A class action lawsuit was launched in October 2024 on behalf of veterans and their survivors. Bill C-15 would make that lawsuit go away.
I want to highlight that, on December 8, 2025, the Senate Standing Committee on National Security, Defence and Veterans Affairs heard testimony from VAC officials on exactly that issue. Senator Patterson asked a simple question, knowing that costs increase significantly the further north one goes, she said, “So can we not include ‘and territories’?” The VAC official answered plainly, “That would change the intent of the program.” Senator Patterson's response was, “Wow. Thank you.”
In my experience working with Senator Patterson, I have learned that she is a strong advocate for veterans and serving members. Her response says it all. She cannot believe it.
Bill C-15 makes this dire situation even worse. Sections 373 to 375 of the bill do not fix the problem, but erase it. The government is using budget implementation legislation to retroactively rewrite the law back to July 15, 1998, making that VAC deal legal in hindsight. This is not an administrative correction. Parliament is being asked to authorize the government to keep money it should never have collected from veterans in long-term care, some of whom are no longer alive to see it returned.
The Veterans ombud, retired Colonel Jardine, testified at the Standing Committee on Finance that she wrote directly to the minister on this issue calling for her to admit the mistake. She correctly points out that the bill is unprecedented, patently unfair and is calling for amendments to Bill C-15. The minister could not find the courtesy to reply to the ombud, but her department found time to write collection letters to thousands of disabled veterans.

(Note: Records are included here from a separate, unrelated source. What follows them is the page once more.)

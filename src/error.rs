use crate::chess::ChessError;
use crate::oracle::OracleError;
use serde::{Deserialize, Serialize};
use thiserror::Error;

/// Every failure the codecs, the timeline and the controller can report
#[derive(Debug, Clone, PartialEq, Eq, Error)]
pub enum GameError {
    #[error("Malformed position record: {0}")]
    MalformedRecord(String),

    #[error("Invalid piece placement in rank {rank}: {reason}")]
    InvalidPlacement { rank: usize, reason: String },

    #[error("Invalid side to move: {0}")]
    InvalidSideToMove(String),

    #[error("Invalid castling rights: {0}")]
    InvalidCastlingRights(String),

    #[error("Invalid en passant target: {0}")]
    InvalidEnPassant(String),

    #[error("Invalid halfmove clock: {0}")]
    InvalidHalfmove(String),

    #[error("Invalid fullmove number: {0}")]
    InvalidFullmove(String),

    #[error("Invalid notation: {0}")]
    InvalidNotation(String),

    #[error("Illegal move: {0}")]
    IllegalMove(String),

    #[error("Move history is disabled")]
    HistoryDisabled,

    #[error("Replay desynchronized at ply {ply}: {reason}")]
    ReplayDesync { ply: usize, reason: String },

    #[error("Transcript error at ply {ply} ('{token}'): {reason}")]
    TranscriptError {
        ply: usize,
        token: String,
        reason: String,
    },

    #[error("Game is over: {0}")]
    GameOver(String),

    #[error("Unexpected internal failure: {0}")]
    UnknownError(String),
}

/// Coarse error category, convenient for matching without payloads
#[derive(Debug, Clone, Copy, PartialEq, Eq, Hash, Serialize, Deserialize)]
pub enum ErrorKind {
    MalformedRecord,
    InvalidPlacement,
    InvalidSideToMove,
    InvalidCastlingRights,
    InvalidEnPassant,
    InvalidHalfmove,
    InvalidFullmove,
    InvalidNotation,
    IllegalMove,
    HistoryDisabled,
    ReplayDesync,
    TranscriptError,
    GameOver,
    UnknownError,
}

impl GameError {
    pub fn kind(&self) -> ErrorKind {
        match self {
            GameError::MalformedRecord(_) => ErrorKind::MalformedRecord,
            GameError::InvalidPlacement { .. } => ErrorKind::InvalidPlacement,
            GameError::InvalidSideToMove(_) => ErrorKind::InvalidSideToMove,
            GameError::InvalidCastlingRights(_) => ErrorKind::InvalidCastlingRights,
            GameError::InvalidEnPassant(_) => ErrorKind::InvalidEnPassant,
            GameError::InvalidHalfmove(_) => ErrorKind::InvalidHalfmove,
            GameError::InvalidFullmove(_) => ErrorKind::InvalidFullmove,
            GameError::InvalidNotation(_) => ErrorKind::InvalidNotation,
            GameError::IllegalMove(_) => ErrorKind::IllegalMove,
            GameError::HistoryDisabled => ErrorKind::HistoryDisabled,
            GameError::ReplayDesync { .. } => ErrorKind::ReplayDesync,
            GameError::TranscriptError { .. } => ErrorKind::TranscriptError,
            GameError::GameOver(_) => ErrorKind::GameOver,
            GameError::UnknownError(_) => ErrorKind::UnknownError,
        }
    }

    /// True for the position-record validation kinds
    pub fn is_record_error(&self) -> bool {
        matches!(
            self.kind(),
            ErrorKind::MalformedRecord
                | ErrorKind::InvalidPlacement
                | ErrorKind::InvalidSideToMove
                | ErrorKind::InvalidCastlingRights
                | ErrorKind::InvalidEnPassant
                | ErrorKind::InvalidHalfmove
                | ErrorKind::InvalidFullmove
        )
    }
}

impl From<ChessError> for GameError {
    fn from(err: ChessError) -> Self {
        GameError::InvalidNotation(err.to_string())
    }
}

impl From<OracleError> for GameError {
    fn from(err: OracleError) -> Self {
        match err {
            OracleError::Rejected(reason) => GameError::IllegalMove(reason),
            OracleError::UnsupportedPosition(reason) => {
                GameError::UnknownError(format!("oracle cannot use position: {}", reason))
            }
            OracleError::Internal(reason) => GameError::UnknownError(reason),
        }
    }
}

pub type Result<T> = std::result::Result<T, GameError>;
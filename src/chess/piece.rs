use super::error::ChessError;
use serde::{Deserialize, Serialize};
use std::fmt;
use std::str::FromStr;

#[derive(Debug, Clone, Copy, PartialEq, Eq, Hash, Serialize, Deserialize)]
#[serde(rename_all = "lowercase")]
pub enum Color {
    White,
    Black,
}

impl Color {
    /// Side-to-move token used in position records
    pub fn fen_char(&self) -> char {
        match self {
            Color::White => 'w',
            Color::Black => 'b',
        }
    }
}

impl fmt::Display for Color {
    fn fmt(&self, f: &mut fmt::Formatter<'_>) -> fmt::Result {
        match self {
            Color::White => write!(f, "White"),
            Color::Black => write!(f, "Black"),
        }
    }
}

impl FromStr for Color {
    type Err = ChessError;

    fn from_str(s: &str) -> Result<Self, Self::Err> {
        match s.to_lowercase().as_str() {
            "white" | "w" => Ok(Color::White),
            "black" | "b" => Ok(Color::Black),
            _ => Err(ChessError::InvalidColor(format!(
                "Expected 'white' or 'black', got '{}'",
                s
            ))),
        }
    }
}

#[derive(Debug, Clone, Copy, PartialEq, Eq, Hash, Serialize, Deserialize)]
#[serde(rename_all = "lowercase")]
pub enum PieceType {
    Pawn,
    Rook,
    Knight,
    Bishop,
    Queen,
    King,
}

impl PieceType {
    /// Upper-case letter used in algebraic notation
    pub fn letter(&self) -> char {
        match self {
            PieceType::Pawn => 'P',
            PieceType::Rook => 'R',
            PieceType::Knight => 'N',
            PieceType::Bishop => 'B',
            PieceType::Queen => 'Q',
            PieceType::King => 'K',
        }
    }

    /// Parse a piece letter in either case
    pub fn from_letter(c: char) -> Option<PieceType> {
        match c.to_ascii_uppercase() {
            'P' => Some(PieceType::Pawn),
            'R' => Some(PieceType::Rook),
            'N' => Some(PieceType::Knight),
            'B' => Some(PieceType::Bishop),
            'Q' => Some(PieceType::Queen),
            'K' => Some(PieceType::King),
            _ => None,
        }
    }

    /// Whether a pawn may promote to this piece
    pub fn is_promotion_target(&self) -> bool {
        matches!(
            self,
            PieceType::Queen | PieceType::Rook | PieceType::Bishop | PieceType::Knight
        )
    }
}

impl fmt::Display for PieceType {
    fn fmt(&self, f: &mut fmt::Formatter<'_>) -> fmt::Result {
        write!(f, "{}", self.letter())
    }
}

impl FromStr for PieceType {
    type Err = ChessError;

    fn from_str(s: &str) -> Result<Self, Self::Err> {
        match s.to_uppercase().as_str() {
            "P" | "PAWN" => Ok(PieceType::Pawn),
            "R" | "ROOK" => Ok(PieceType::Rook),
            "N" | "KNIGHT" => Ok(PieceType::Knight),
            "B" | "BISHOP" => Ok(PieceType::Bishop),
            "Q" | "QUEEN" => Ok(PieceType::Queen),
            "K" | "KING" => Ok(PieceType::King),
            _ => Err(ChessError::InvalidPieceType(format!(
                "Expected one of: P, R, N, B, Q, K, got '{}'",
                s
            ))),
        }
    }
}

/// A colored piece as it appears in a placement field
#[derive(Debug, Clone, Copy, PartialEq, Eq, Hash, Serialize, Deserialize)]
pub struct Piece {
    pub piece_type: PieceType,
    pub color: Color,
}

impl Piece {
    pub const fn new(piece_type: PieceType, color: Color) -> Self {
        Self { piece_type, color }
    }

    /// White pieces are upper-case, black pieces lower-case
    pub fn fen_char(&self) -> char {
        match self.color {
            Color::White => self.piece_type.letter(),
            Color::Black => self.piece_type.letter().to_ascii_lowercase(),
        }
    }

    pub fn from_fen_char(c: char) -> Option<Piece> {
        let piece_type = PieceType::from_letter(c)?;
        let color = if c.is_ascii_uppercase() {
            Color::White
        } else {
            Color::Black
        };
        Some(Piece::new(piece_type, color))
    }
}

impl fmt::Display for Piece {
    fn fmt(&self, f: &mut fmt::Formatter<'_>) -> fmt::Result {
        write!(f, "{}", self.fen_char())
    }
}
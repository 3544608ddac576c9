use std::sync::OnceLock;

use regex::Regex;
use serde::{Deserialize, Serialize};

use crate::chess::{PieceType, Square};
use crate::patterns::compiled as pattern;

static MOVE_NUMBER_PREFIX: OnceLock<Regex> = OnceLock::new();
static EN_PASSANT_SUFFIX: OnceLock<Regex> = OnceLock::new();
static CASTLING_TOKEN: OnceLock<Regex> = OnceLock::new();
static COORDINATE_TOKEN: OnceLock<Regex> = OnceLock::new();
static ALGEBRAIC_TOKEN: OnceLock<Regex> = OnceLock::new();
static PROMOTION_MARKER: OnceLock<Regex> = OnceLock::new();

const RESULT_TOKENS: [&str; 5] = ["1-0", "0-1", "1/2-1/2", "\u{bd}-\u{bd}", "*"];
const ANNOTATION_GLYPHS: &[char] = &['+', '#', '!', '?'];

fn move_number_prefix() -> &'static Regex {
    pattern(&MOVE_NUMBER_PREFIX, r"^[0-9]+\s*\.+\s*")
}

fn coordinate_token() -> &'static Regex {
    pattern(&COORDINATE_TOKEN, r"^[a-h][1-8][a-h][1-8][qrbnQRBN]?$")
}

fn algebraic_token() -> &'static Regex {
    pattern(
        &ALGEBRAIC_TOKEN,
        r"^([KQRBN])?([a-h])?([1-8])?(x)?([a-h][1-8])(?:=?([QRBNqrbn]))?$",
    )
}

/// Structural flags read off a move token's text
#[derive(Debug, Clone, Copy, Default, PartialEq, Eq, Serialize, Deserialize)]
pub struct TokenClass {
    pub is_castling: bool,
    pub is_capture: bool,
    pub is_check: bool,
    pub is_checkmate: bool,
    pub promotion: Option<PieceType>,
}

/// Components of a canonical algebraic token such as `Nbxd2` or `exd8=Q`
#[derive(Debug, Clone, Copy, PartialEq, Eq)]
pub struct AlgebraicParts {
    pub piece: PieceType,
    pub from_file: Option<u8>,
    pub from_rank: Option<u8>,
    pub capture: bool,
    pub to: Square,
    pub promotion: Option<PieceType>,
}

/// Canonicalize a move token.
///
/// Total and idempotent. Anything that is not a castling, coordinate or
/// algebraic move (result markers included) comes back empty.
pub fn normalize(token: &str) -> String {
    let collapsed = token.split_whitespace().collect::<Vec<_>>().join(" ");
    if is_result(&collapsed) {
        return String::new();
    }

    let without_number = move_number_prefix().replace(&collapsed, "");
    let without_ep = pattern(&EN_PASSANT_SUFFIX, r"\s*e\.?p\.?$").replace(&without_number, "");
    let core = without_ep.trim_end_matches(ANNOTATION_GLYPHS);

    if is_result(core) {
        return String::new();
    }

    if let Some(castle) = canonical_castling(core) {
        return castle.to_string();
    }

    if coordinate_token().is_match(core) {
        return core.to_ascii_lowercase();
    }

    match parse_algebraic(core) {
        Some(parts) => render_parts(&parts),
        None => String::new(),
    }
}

/// Game termination markers, which are never moves
pub(crate) fn is_result(token: &str) -> bool {
    RESULT_TOKENS.contains(&token)
}

/// Read castling/capture/check/mate/promotion markers off a raw token
pub fn classify(token: &str) -> TokenClass {
    let trimmed = token.trim();
    let without_number = move_number_prefix().replace(trimmed, "");
    let core = without_number.trim_end_matches(&['!', '?'][..]);

    let is_checkmate = core.ends_with('#');
    let is_check = !is_checkmate && core.ends_with('+');
    let body = core.trim_end_matches(ANNOTATION_GLYPHS);

    let promotion = pattern(&PROMOTION_MARKER, r"=([QRBNqrbn])")
        .captures(body)
        .and_then(|caps| caps.get(1))
        .and_then(|m| m.as_str().chars().next())
        .and_then(PieceType::from_letter);

    TokenClass {
        is_castling: canonical_castling(body).is_some(),
        is_capture: body.contains('x'),
        is_check,
        is_checkmate,
        promotion,
    }
}

/// Split an algebraic token into its components. Accepts the lenient
/// promotion forms (`e8Q`, `e8=q`); returns `None` for anything else.
pub fn parse_algebraic(token: &str) -> Option<AlgebraicParts> {
    let caps = algebraic_token().captures(token)?;

    let piece = match caps.get(1) {
        Some(m) => PieceType::from_letter(m.as_str().chars().next()?)?,
        None => PieceType::Pawn,
    };
    let from_file = caps
        .get(2)
        .and_then(|m| m.as_str().bytes().next())
        .map(|b| b - b'a');
    let from_rank = caps
        .get(3)
        .and_then(|m| m.as_str().bytes().next())
        .map(|b| b - b'1');
    let to = caps.get(5)?.as_str().parse::<Square>().ok()?;
    let promotion = match caps.get(6) {
        Some(m) => Some(PieceType::from_letter(m.as_str().chars().next()?)?),
        None => None,
    };

    // Only pawns promote, and a promotion letter on anything else is noise
    // this grammar should not accept.
    if promotion.is_some() && piece != PieceType::Pawn {
        return None;
    }

    Some(AlgebraicParts {
        piece,
        from_file,
        from_rank,
        capture: caps.get(4).is_some(),
        to,
        promotion,
    })
}

/// True for coordinate text such as `e2e4` or `e7e8q`
pub fn is_coordinate(token: &str) -> bool {
    coordinate_token().is_match(token)
}

fn canonical_castling(token: &str) -> Option<&'static str> {
    let castling = pattern(&CASTLING_TOKEN, r"^[0Oo]-[0Oo](-[0Oo])?$");
    let caps = castling.captures(token)?;
    if caps.get(1).is_some() {
        Some("O-O-O")
    } else {
        Some("O-O")
    }
}

fn render_parts(parts: &AlgebraicParts) -> String {
    let mut text = String::new();
    if parts.piece != PieceType::Pawn {
        text.push(parts.piece.letter());
    }
    if let Some(file) = parts.from_file {
        text.push((b'a' + file) as char);
    }
    if let Some(rank) = parts.from_rank {
        text.push((b'1' + rank) as char);
    }
    if parts.capture {
        text.push('x');
    }
    text.push_str(&parts.to.to_string());
    if let Some(promotion) = parts.promotion {
        text.push('=');
        text.push(promotion.letter());
    }
    text
}
// Re-export all public items
pub use self::error::ChessError;
pub use self::moves::{CoordinateMove, MoveFlags, ResolvedMove};
pub use self::piece::{Color, Piece, PieceType};
pub use self::square::Square;

mod error;
mod moves;
mod piece;
mod square;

The real issue here is that these veterans are not in their prime. They are often in long-term care. They are elderly, disabled and at their most vulnerable. They were overcharged because their government misread its own law. They had no way of knowing it. They had no way of fighting it. A class action lawsuit was their only recourse. The bill closes that door.
The question is not whether the government can find the money, but whether the people who wore the uniform deserve to be treated fairly for the country they served. This bill answers that question, and the answer is no. This is a shameful use of Parliament's powers.
When one serves, they learn that the person beside them will not leave them behind. That is not a policy, but a promise. Veterans deserve better. I will not be supporting this.